__TASK PROMPT__.
The lines to copy from the data below are those that hold the string "struct".

________________________________________

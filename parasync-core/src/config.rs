//! Configuration resolution.
//!
//! Settings come from three layers, highest precedence first:
//!
//! 1. [`Overrides`] — CLI flags and the `PROJECT_ID` / `API_TOKEN`
//!    environment variables (wired up by the binary).
//! 2. [`ConfigFile`] — optional `parasync.yaml`.
//! 3. Built-in defaults.
//!
//! The API token is never read from the config file.

use std::path::{Path, PathBuf};
use std::time::Duration;

use serde::{Deserialize, Serialize};

use crate::error::ConfigError;
use crate::types::{ApiToken, ProjectId};

pub const DEFAULT_CONFIG_FILE: &str = "parasync.yaml";
pub const DEFAULT_BASE_URL: &str = "https://paratranz.cn/api";
pub const DEFAULT_OUTPUT_DIR: &str = "CNPack";
pub const DEFAULT_SOURCE_DIR: &str = "Source";
pub const DEFAULT_TIMEOUT_SECS: u64 = 30;
pub const DEFAULT_MAX_RETRIES: u32 = 2;
pub const DEFAULT_RETRY_DELAY_MS: u64 = 500;

// ---------------------------------------------------------------------------
// Layers
// ---------------------------------------------------------------------------

/// On-disk YAML layer. Every field is optional.
#[derive(Debug, Clone, Default, PartialEq, Eq, Serialize, Deserialize)]
#[serde(default, deny_unknown_fields)]
pub struct ConfigFile {
    pub project_id: Option<ProjectId>,
    pub output_dir: Option<PathBuf>,
    pub source_dir: Option<PathBuf>,
    pub base_url: Option<String>,
    pub timeout_secs: Option<u64>,
    pub max_retries: Option<u32>,
    pub retry_delay_ms: Option<u64>,
    pub skip_patterns: Option<Vec<String>>,
}

impl ConfigFile {
    /// `flag`, else the file's `output_dir`, else [`DEFAULT_OUTPUT_DIR`].
    pub fn output_dir_or(&self, flag: Option<PathBuf>) -> PathBuf {
        flag.or_else(|| self.output_dir.clone())
            .unwrap_or_else(|| PathBuf::from(DEFAULT_OUTPUT_DIR))
    }
}

/// Values supplied on the command line or through the environment.
#[derive(Debug, Clone, Default)]
pub struct Overrides {
    pub project_id: Option<String>,
    pub api_token: Option<String>,
    pub output_dir: Option<PathBuf>,
    pub source_dir: Option<PathBuf>,
    pub base_url: Option<String>,
    pub max_retries: Option<u32>,
}

// ---------------------------------------------------------------------------
// Resolved config
// ---------------------------------------------------------------------------

/// Fully resolved settings for one sync run.
#[derive(Debug, Clone, PartialEq, Eq)]
pub struct SyncConfig {
    pub project_id: ProjectId,
    pub api_token: ApiToken,
    pub output_dir: PathBuf,
    pub source_dir: PathBuf,
    pub base_url: String,
    pub timeout: Duration,
    pub max_retries: u32,
    pub retry_delay: Duration,
    pub skip_patterns: Vec<String>,
}

impl SyncConfig {
    /// Merge the layers. Empty strings count as unset, matching how CI
    /// runners expose undefined secrets.
    pub fn resolve(file: ConfigFile, overrides: Overrides) -> Result<Self, ConfigError> {
        let output_dir = file.output_dir_or(overrides.output_dir);
        let project_id = non_empty(overrides.project_id)
            .map(ProjectId::from)
            .or(file.project_id.filter(|p| !p.0.is_empty()))
            .ok_or(ConfigError::Missing {
                name: "project_id",
                hint: "--project-id, PROJECT_ID or project_id in the config file",
            })?;
        let api_token = non_empty(overrides.api_token)
            .map(ApiToken::new)
            .ok_or(ConfigError::Missing {
                name: "api_token",
                hint: "--api-token or API_TOKEN",
            })?;

        Ok(Self {
            project_id,
            api_token,
            output_dir,
            source_dir: overrides
                .source_dir
                .or(file.source_dir)
                .unwrap_or_else(|| PathBuf::from(DEFAULT_SOURCE_DIR)),
            base_url: non_empty(overrides.base_url)
                .or(file.base_url)
                .unwrap_or_else(|| DEFAULT_BASE_URL.to_owned())
                .trim_end_matches('/')
                .to_owned(),
            timeout: Duration::from_secs(file.timeout_secs.unwrap_or(DEFAULT_TIMEOUT_SECS)),
            max_retries: overrides
                .max_retries
                .or(file.max_retries)
                .unwrap_or(DEFAULT_MAX_RETRIES),
            retry_delay: Duration::from_millis(
                file.retry_delay_ms.unwrap_or(DEFAULT_RETRY_DELAY_MS),
            ),
            skip_patterns: file.skip_patterns.unwrap_or_else(|| vec!["TM".to_owned()]),
        })
    }
}

fn non_empty(value: Option<String>) -> Option<String> {
    value.filter(|v| !v.trim().is_empty())
}

// ---------------------------------------------------------------------------
// Loading
// ---------------------------------------------------------------------------

/// Load a config file that must exist.
pub fn load_file_at(path: &Path) -> Result<ConfigFile, ConfigError> {
    let contents = std::fs::read_to_string(path).map_err(|source| ConfigError::Io {
        path: path.to_path_buf(),
        source,
    })?;
    serde_yaml::from_str(&contents).map_err(|source| ConfigError::Parse {
        path: path.to_path_buf(),
        source,
    })
}

/// Load `<dir>/parasync.yaml` if present, otherwise an empty layer.
pub fn load_default_at(dir: &Path) -> Result<ConfigFile, ConfigError> {
    let path = dir.join(DEFAULT_CONFIG_FILE);
    if !path.exists() {
        return Ok(ConfigFile::default());
    }
    load_file_at(&path)
}

#[cfg(test)]
mod tests {
    use super::*;

    fn with_credentials() -> Overrides {
        Overrides {
            project_id: Some("4242".into()),
            api_token: Some("token".into()),
            ..Overrides::default()
        }
    }

    #[test]
    fn defaults_apply_when_layers_are_empty() {
        let cfg = SyncConfig::resolve(ConfigFile::default(), with_credentials()).unwrap();
        assert_eq!(cfg.project_id, ProjectId::from("4242"));
        assert_eq!(cfg.output_dir, PathBuf::from("CNPack"));
        assert_eq!(cfg.source_dir, PathBuf::from("Source"));
        assert_eq!(cfg.base_url, DEFAULT_BASE_URL);
        assert_eq!(cfg.timeout, Duration::from_secs(30));
        assert_eq!(cfg.max_retries, 2);
        assert_eq!(cfg.skip_patterns, vec!["TM".to_string()]);
    }

    #[test]
    fn overrides_beat_file() {
        let file = ConfigFile {
            project_id: Some(ProjectId::from("1")),
            output_dir: Some(PathBuf::from("from-file")),
            max_retries: Some(7),
            ..ConfigFile::default()
        };
        let overrides = Overrides {
            output_dir: Some(PathBuf::from("from-flag")),
            ..with_credentials()
        };
        let cfg = SyncConfig::resolve(file, overrides).unwrap();
        assert_eq!(cfg.project_id, ProjectId::from("4242"));
        assert_eq!(cfg.output_dir, PathBuf::from("from-flag"));
        assert_eq!(cfg.max_retries, 7);
    }

    #[test]
    fn output_dir_needs_no_credentials() {
        let file = ConfigFile {
            output_dir: Some(PathBuf::from("from-file")),
            ..ConfigFile::default()
        };
        assert_eq!(file.output_dir_or(None), PathBuf::from("from-file"));
        assert_eq!(
            file.output_dir_or(Some(PathBuf::from("flag"))),
            PathBuf::from("flag")
        );
        assert_eq!(
            ConfigFile::default().output_dir_or(None),
            PathBuf::from(DEFAULT_OUTPUT_DIR)
        );
    }

    #[test]
    fn project_id_can_come_from_file() {
        let file = ConfigFile {
            project_id: Some(ProjectId::from("77")),
            ..ConfigFile::default()
        };
        let overrides = Overrides {
            api_token: Some("token".into()),
            ..Overrides::default()
        };
        let cfg = SyncConfig::resolve(file, overrides).unwrap();
        assert_eq!(cfg.project_id.0, "77");
    }

    #[test]
    fn empty_token_is_missing() {
        let overrides = Overrides {
            api_token: Some("  ".into()),
            ..with_credentials()
        };
        let err = SyncConfig::resolve(ConfigFile::default(), overrides).unwrap_err();
        assert!(matches!(err, ConfigError::Missing { name: "api_token", .. }));
    }

    #[test]
    fn missing_project_id_is_reported() {
        let overrides = Overrides {
            api_token: Some("token".into()),
            ..Overrides::default()
        };
        let err = SyncConfig::resolve(ConfigFile::default(), overrides).unwrap_err();
        assert!(matches!(err, ConfigError::Missing { name: "project_id", .. }));
    }

    #[test]
    fn trailing_slash_is_trimmed_from_base_url() {
        let overrides = Overrides {
            base_url: Some("http://127.0.0.1:9000/api/".into()),
            ..with_credentials()
        };
        let cfg = SyncConfig::resolve(ConfigFile::default(), overrides).unwrap();
        assert_eq!(cfg.base_url, "http://127.0.0.1:9000/api");
    }
}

________________________________________

__OUTPUT OF THE TASK__.
pub struct ConfigFile {
pub struct Overrides {
pub struct SyncConfig {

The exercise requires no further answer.